Dengan ekspresi masih heran, Pristin menepuk punggung Jerald. Mungkin karena dia mengenakan pakaian, dia terlihat sangat sehat, dan sulit dipercaya bahwa beberapa hari yang lalu, dia berada dalam kondisi yang berbeda.
“Apakah kamu baik-baik saja sekarang?”
“Saya baik-baik saja.”
Jerald berbisik sambil memeluk Pristin dengan hangat.
“Kamu sangat khawatir, bukan?”
“…”
“Wajahmu cukup memar.”
Dengan itu, tangan besar Jerald membelai lembut wajah Pristin. Faktanya, Pristin tidak bisa tidur nyenyak selama beberapa hari terakhir karena khawatir.
Pristin tampak sedikit malu dan menghindari tatapan Jerald. Namun, pertanyaan selanjutnya membuatnya menatapnya lagi.
“Apakah kamu terluka? Apakah kamu baik-baik saja?”
“… Yang Mulia, saya baik-baik saja.”
Pristin menjawab dengan suara yang terdengar sedikit emosional.
“Yang Mulia mengambil panah beracun itu sebagai penggantiku.”
“Aku akan mengatakannya jika kamu merasa bersalah.”
Jerald menjawab dengan suara acuh tak acuh.
“Itu hanya kecelakaan. Saya harap Anda tidak merasa bersalah atas apa pun.”
“…”
“Kamu pasti sangat mengkhawatirkanku.”
“Bagaimana aku tidak khawatir?”
Pristin membacakan dengan suara tercekik.

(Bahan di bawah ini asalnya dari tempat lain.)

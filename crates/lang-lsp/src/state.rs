//! Server state and request dispatch.
//!
//! Lifecycle gating per the protocol: requests before `initialize` get
//! `-32002`, anything but `exit` after `shutdown` gets `-32600`, unknown
//! request methods get `-32601`, unknown notifications are ignored.
//! Queries register a [`CancelToken`] keyed by request id; a
//! `$/cancelRequest` that lands before or during the query turns the
//! response into `-32800`.

use crate::cancellation::CancellationRegistry;
use crate::convert::{DidChangeParams, DidCloseParams, DidOpenParams, publish_diagnostics_params};
use crate::features;
use lang_lsp_protocol::{
    self as protocol, JsonRpcError, JsonRpcRequest, JsonRpcResponse, RequestId, error_codes,
    server_capabilities,
};
use lang_workspace::{Workspace, WorkspaceConfig};
use serde_json::{Value, json};
use std::path::PathBuf;
use std::sync::Arc;

#[derive(Debug, Clone, Copy, PartialEq, Eq)]
enum Phase {
    Uninitialized,
    Initialized,
    ShutDown,
}

/// Everything one message produced: at most one response, any number of
/// notifications, and possibly a process exit code.
#[derive(Debug, Default)]
pub struct HandleOutcome {
    pub response: Option<JsonRpcResponse>,
    pub notifications: Vec<(String, Value)>,
    pub exit_code: Option<i32>,
}

impl HandleOutcome {
    fn respond(response: JsonRpcResponse) -> Self {
        HandleOutcome { response: Some(response), ..Default::default() }
    }

    fn ignore() -> Self {
        HandleOutcome::default()
    }

    fn exit(code: i32) -> Self {
        HandleOutcome { exit_code: Some(code), ..Default::default() }
    }
}

/// The dispatcher. Owns the workspace and the cancellation registry;
/// transport loops feed it one request at a time.
pub struct ServerState {
    workspace: Arc<Workspace>,
    cancellations: Arc<CancellationRegistry>,
    phase: Phase,
}

impl ServerState {
    pub fn new() -> Self {
        ServerState {
            workspace: Arc::new(Workspace::new()),
            cancellations: Arc::new(CancellationRegistry::new()),
            phase: Phase::Uninitialized,
        }
    }

    /// The owned workspace, for tests and embedding.
    pub fn workspace(&self) -> &Arc<Workspace> {
        &self.workspace
    }

    /// The cancellation registry; the transport thread cancels through
    /// a clone of this while a query runs on the dispatch thread.
    pub fn cancellations(&self) -> &Arc<CancellationRegistry> {
        &self.cancellations
    }

    /// Handle one message.
    pub fn handle(&mut self, request: JsonRpcRequest) -> HandleOutcome {
        match self.phase {
            Phase::Uninitialized => self.handle_uninitialized(request),
            Phase::Initialized => self.handle_initialized(request),
            Phase::ShutDown => self.handle_shut_down(request),
        }
    }

    fn handle_uninitialized(&mut self, request: JsonRpcRequest) -> HandleOutcome {
        match request.method.as_str() {
            protocol::INITIALIZE => {
                self.configure_from_initialize(request.params.as_ref());
                self.phase = Phase::Initialized;
                HandleOutcome::respond(JsonRpcResponse::success(
                    request.id,
                    json!({
                        "capabilities": server_capabilities(),
                        "serverInfo": {
                            "name": "lang-lsp",
                            "version": env!("CARGO_PKG_VERSION"),
                        },
                    }),
                ))
            }
            protocol::EXIT => HandleOutcome::exit(1),
            _ if !request.is_notification() => HandleOutcome::respond(JsonRpcResponse::error(
                request.id,
                JsonRpcError::new(error_codes::SERVER_NOT_INITIALIZED, "server not initialized"),
            )),
            _ => HandleOutcome::ignore(),
        }
    }

    fn handle_shut_down(&mut self, request: JsonRpcRequest) -> HandleOutcome {
        match request.method.as_str() {
            protocol::EXIT => HandleOutcome::exit(0),
            _ if !request.is_notification() => HandleOutcome::respond(JsonRpcResponse::error(
                request.id,
                JsonRpcError::new(error_codes::INVALID_REQUEST, "server is shutting down"),
            )),
            _ => HandleOutcome::ignore(),
        }
    }

    fn handle_initialized(&mut self, request: JsonRpcRequest) -> HandleOutcome {
        match request.method.as_str() {
            protocol::INITIALIZED => HandleOutcome::ignore(),
            protocol::CANCEL_REQUEST => {
                // Normally intercepted on the transport thread; handled
                // here too so direct dispatch behaves the same.
                self.cancellations.cancel_params(request.params.as_ref());
                HandleOutcome::ignore()
            }
            protocol::INITIALIZE => HandleOutcome::respond(JsonRpcResponse::error(
                request.id,
                JsonRpcError::new(error_codes::INVALID_REQUEST, "server is already initialized"),
            )),
            protocol::SHUTDOWN => {
                self.phase = Phase::ShutDown;
                HandleOutcome::respond(JsonRpcResponse::null(request.id))
            }
            protocol::EXIT => HandleOutcome::exit(1),
            protocol::DID_OPEN => self.did_open(request.params),
            protocol::DID_CHANGE => self.did_change(request.params),
            protocol::DID_CLOSE => self.did_close(request.params),
            protocol::COMPLETION
            | protocol::HOVER
            | protocol::DEFINITION
            | protocol::REFERENCES
            | protocol::SIGNATURE_HELP => self.dispatch_query(request),
            _ if !request.is_notification() => HandleOutcome::respond(JsonRpcResponse::error(
                request.id,
                JsonRpcError::new(
                    error_codes::METHOD_NOT_FOUND,
                    format!("Method not found: {}", request.method),
                ),
            )),
            _ => HandleOutcome::ignore(),
        }
    }

    /// Run one position query under its cancellation token. The token is
    /// checked before and after the query so a cancel arriving at any
    /// point yields `-32800` instead of a result.
    fn dispatch_query(&mut self, request: JsonRpcRequest) -> HandleOutcome {
        let id = request.id.clone();
        let token = self.cancellations.register(id.as_ref());
        let outcome = if token.is_cancelled() {
            HandleOutcome::respond(cancelled_response(id.clone()))
        } else {
            let mut outcome = features::handle_query(&self.workspace, request, &token);
            if token.is_cancelled() {
                outcome.response = Some(cancelled_response(id.clone()));
            }
            outcome
        };
        self.cancellations.complete(id.as_ref());
        outcome
    }

    // ===== Lifecycle =====

    fn configure_from_initialize(&self, params: Option<&Value>) {
        let mut config = WorkspaceConfig::default();
        if let Some(params) = params {
            let root_uri = params.get("rootUri").and_then(Value::as_str);
            config.root_path = match root_uri {
                Some(uri) => lang_uri::uri_to_path(uri).ok(),
                None => params.get("rootPath").and_then(Value::as_str).map(PathBuf::from),
            };
            if let Some(includes) = params
                .get("initializationOptions")
                .and_then(|o| o.get("includePaths"))
                .and_then(Value::as_array)
            {
                config.include_paths =
                    includes.iter().filter_map(Value::as_str).map(PathBuf::from).collect();
            }
        }
        tracing::info!(root = ?config.root_path, includes = config.include_paths.len(), "workspace configured");
        self.workspace.configure(config);
    }

    // ===== Text synchronization =====

    fn did_open(&self, params: Option<Value>) -> HandleOutcome {
        let Some(params) = parse_params::<DidOpenParams>(params) else {
            return HandleOutcome::ignore();
        };
        if !lang_uri::is_file_uri(&params.text_document.uri) {
            tracing::warn!(uri = %params.text_document.uri, "ignoring non-file document");
            return HandleOutcome::ignore();
        }
        self.workspace.open_document(
            &params.text_document.uri,
            params.text_document.text,
            params.text_document.version,
        );
        self.publish_outcome()
    }

    fn did_change(&self, params: Option<Value>) -> HandleOutcome {
        let Some(params) = parse_params::<DidChangeParams>(params) else {
            return HandleOutcome::ignore();
        };
        // Full sync only: the last change carries the complete text.
        let Some(change) = params.content_changes.into_iter().last() else {
            return HandleOutcome::ignore();
        };
        let applied = self.workspace.change_document(
            &params.text_document.uri,
            change.text,
            params.text_document.version,
        );
        if applied.is_none() {
            // Stale version; nothing new to publish.
            return HandleOutcome::ignore();
        }
        self.publish_outcome()
    }

    fn did_close(&self, params: Option<Value>) -> HandleOutcome {
        let Some(params) = parse_params::<DidCloseParams>(params) else {
            return HandleOutcome::ignore();
        };
        self.workspace.close_document(&params.text_document.uri);
        // An empty publish clears the problems list for the closed file.
        let mut outcome = HandleOutcome::ignore();
        outcome.notifications.push((
            protocol::PUBLISH_DIAGNOSTICS.to_string(),
            json!({ "uri": params.text_document.uri, "diagnostics": [] }),
        ));
        outcome
    }

    /// Collect publishDiagnostics notifications for everything analyzed
    /// by the triggering sync message.
    fn publish_outcome(&self) -> HandleOutcome {
        let mut outcome = HandleOutcome::ignore();
        for result in self.workspace.drain_fresh_results() {
            outcome
                .notifications
                .push((protocol::PUBLISH_DIAGNOSTICS.to_string(), publish_diagnostics_params(&result)));
        }
        outcome
    }
}

impl Default for ServerState {
    fn default() -> Self {
        Self::new()
    }
}

fn cancelled_response(id: Option<RequestId>) -> JsonRpcResponse {
    JsonRpcResponse::error(
        id,
        JsonRpcError::new(error_codes::REQUEST_CANCELLED, "request cancelled"),
    )
}

pub(crate) fn parse_params<T: serde::de::DeserializeOwned>(params: Option<Value>) -> Option<T> {
    let params = params?;
    match serde_json::from_value(params) {
        Ok(parsed) => Some(parsed),
        Err(error) => {
            tracing::warn!(%error, "malformed params");
            None
        }
    }
}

“Kamu pingsan seperti itu dan tidak bisa membuka mata selama berhari-hari.”
“Aku minta maaf karena membuatmu sangat khawatir.”
Jerald berbisik mesra sambil memeluk Pristin erat-erat. Pristin tidak melawan dan memeluknya. Dengan wajah terkubur dalam pelukannya, Pristin bergumam dengan suara meronta,
“Jangan lakukan hal berbahaya seperti itu lagi.”
“Bahkan jika aku bisa memutar kembali waktu, aku akan melakukan hal yang sama.”
Yang Mulia.
“Bahkan jika situasi serupa muncul di masa depan, saya akan bertindak dengan cara yang sama.”
Jerald tersenyum dan mengelus kepala Pristin dengan penuh kasih sayang.
“Sebelum menutup mataku untuk terakhir kalinya, melihatmu tidak terluka membuatku sangat bahagia.”
“… Kamu kejam, kamu tahu betapa aku akan sangat menderita.”
“Ya, pada dasarnya aku adalah orang yang egois.”
Tanpa memungkirinya, Jerald membenamkan wajahnya di balik leher Pristin.
“Tapi tetap saja, maukah kamu mencintai orang sepertiku?”
…Dengan senang hati.
Tak kuasa mengucapkan kata-kata itu dengan lantang, Pristin menelan kata-kata yang tersangkut di tenggorokannya sambil memegang erat pinggang Jerald.